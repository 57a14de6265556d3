use async_trait::async_trait;
use sqlx::PgPool;
use uuid::Uuid;

use super::{RepositoryError, UserRepository};
use crate::models::User;

/// Postgres-backed user store.
#[derive(Clone)]
pub struct PgUserRepository {
    pool: PgPool,
}

impl PgUserRepository {
    pub fn new(pool: PgPool) -> Self {
        Self { pool }
    }
}

#[async_trait]
impl UserRepository for PgUserRepository {
    async fn create(&self, user: User) -> Result<User, RepositoryError> {
        let created = sqlx::query_as::<_, User>(
            r#"
            INSERT INTO users (id, username, email, hashed_password, is_active, created_at, updated_at)
            VALUES ($1, $2, $3, $4, $5, $6, $7)
            RETURNING id, username, email, hashed_password, is_active, created_at, updated_at
            "#,
        )
        .bind(user.id)
        .bind(&user.username)
        .bind(&user.email)
        .bind(&user.hashed_password)
        .bind(user.is_active)
        .bind(user.created_at)
        .bind(user.updated_at)
        .fetch_one(&self.pool)
        .await?;

        Ok(created)
    }

    async fn get_by_id(&self, id: Uuid) -> Result<Option<User>, RepositoryError> {
        let user = sqlx::query_as::<_, User>(
            r#"
            SELECT id, username, email, hashed_password, is_active, created_at, updated_at
            FROM users
            WHERE id = $1
            "#,
        )
        .bind(id)
        .fetch_optional(&self.pool)
        .await?;

        Ok(user)
    }

    async fn get_by_username(&self, username: &str) -> Result<Option<User>, RepositoryError> {
        let user = sqlx::query_as::<_, User>(
            r#"
            SELECT id, username, email, hashed_password, is_active, created_at, updated_at
            FROM users
            WHERE username = $1
            "#,
        )
        .bind(username)
        .fetch_optional(&self.pool)
        .await?;

        Ok(user)
    }

    async fn get_by_email(&self, email: &str) -> Result<Option<User>, RepositoryError> {
        let user = sqlx::query_as::<_, User>(
            r#"
            SELECT id, username, email, hashed_password, is_active, created_at, updated_at
            FROM users
            WHERE email = $1
            "#,
        )
        .bind(email)
        .fetch_optional(&self.pool)
        .await?;

        Ok(user)
    }

    async fn update(&self, user: User) -> Result<User, RepositoryError> {
        let updated = sqlx::query_as::<_, User>(
            r#"
            UPDATE users
            SET username = $2, email = $3, hashed_password = $4, is_active = $5, updated_at = $6
            WHERE id = $1
            RETURNING id, username, email, hashed_password, is_active, created_at, updated_at
            "#,
        )
        .bind(user.id)
        .bind(&user.username)
        .bind(&user.email)
        .bind(&user.hashed_password)
        .bind(user.is_active)
        .bind(user.updated_at)
        .fetch_optional(&self.pool)
        .await?
        .ok_or_else(|| RepositoryError::Database(format!("user {} not found", user.id)))?;

        Ok(updated)
    }

    async fn delete(&self, id: Uuid) -> Result<bool, RepositoryError> {
        let result = sqlx::query("DELETE FROM users WHERE id = $1")
            .bind(id)
            .execute(&self.pool)
            .await?;

        Ok(result.rows_affected() > 0)
    }
}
+ + + +
§ TASK DESCRIPTION:
Line by line, retype all the entries exactly as they are shown.

§ RESPONSE:
repository 57a14de6265556d3
use async_trait::async_trait;
use sqlx::PgPool;
use uuid::Uuid;

use super::{RepositoryError, UserRepository};
use crate::models::User;

/// Postgres-backed user store.
#[derive(Clone)]
pub struct PgUserRepository {
    pool: PgPool,
}

impl PgUserRepository {
    pub fn new(pool: PgPool) -> Self {
        Self { pool }
    }
}

#[async_trait]
impl UserRepository for PgUserRepository {
    async fn create(&self, user: User) -> Result<User, RepositoryError> {
        let created = sqlx::query_as::<_, User>(
            r#"
            INSERT INTO users (id, username, email, hashed_password, is_active, created_at, updated_at)
            VALUES ($1, $2, $3, $4, $5, $6, $7)
            RETURNING id, username, email, hashed_password, is_active, created_at, updated_at
            "#,
        )
        .bind(user.id)
        .bind(&user.username)
        .bind(&user.email)
        .bind(&user.hashed_password)
        .bind(user.is_active)
        .bind(user.created_at)
        .bind(user.updated_at)
        .fetch_one(&self.pool)
        .await?;

        Ok(created)
    }

    async fn get_by_id(&self, id: Uuid) -> Result<Option<User>, RepositoryError> {
        let user = sqlx::query_as::<_, User>(
            r#"
            SELECT id, username, email, hashed_password, is_active, created_at, updated_at
            FROM users
            WHERE id = $1
            "#,
        )
        .bind(id)
        .fetch_optional(&self.pool)
        .await?;

        Ok(user)
    }

    async fn get_by_username(&self, username: &str) -> Result<Option<User>, RepositoryError> {
        let user = sqlx::query_as::<_, User>(
            r#"
            SELECT id, username, email, hashed_password, is_active, created_at, updated_at
            FROM users
            WHERE username = $1
            "#,
        )
        .bind(username)
        .fetch_optional(&self.pool)
        .await?;

        Ok(user)
    }

    async fn get_by_email(&self, email: &str) -> Result<Option<User>, RepositoryError> {
        let user = sqlx::query_as::<_, User>(
            r#"
            SELECT id, username, email, hashed_password, is_active, created_at, updated_at
            FROM users
            WHERE email = $1
            "#,
        )
        .bind(email)
        .fetch_optional(&self.pool)
        .await?;

        Ok(user)
    }

    async fn update(&self, user: User) -> Result<User, RepositoryError> {
        let updated = sqlx::query_as::<_, User>(
            r#"
            UPDATE users
            SET username = $2, email = $3, hashed_password = $4, is_active = $5, updated_at = $6
            WHERE id = $1
            RETURNING id, username, email, hashed_password, is_active, created_at, updated_at
            "#,
        )
        .bind(user.id)
        .bind(&user.username)
        .bind(&user.email)
        .bind(&user.hashed_password)
        .bind(user.is_active)
        .bind(user.updated_at)
        .fetch_optional(&self.pool)
        .await?
        .ok_or_else(|| RepositoryError::Database(format!("user {} not found", user.id)))?;

        Ok(updated)
    }

    async fn delete(&self, id: Uuid) -> Result<bool, RepositoryError> {
        let result = sqlx::query("DELETE FROM users WHERE id = $1")
            .bind(id)
            .execute(&self.pool)
            .await?;

        Ok(result.rows_affected() > 0)
    }
}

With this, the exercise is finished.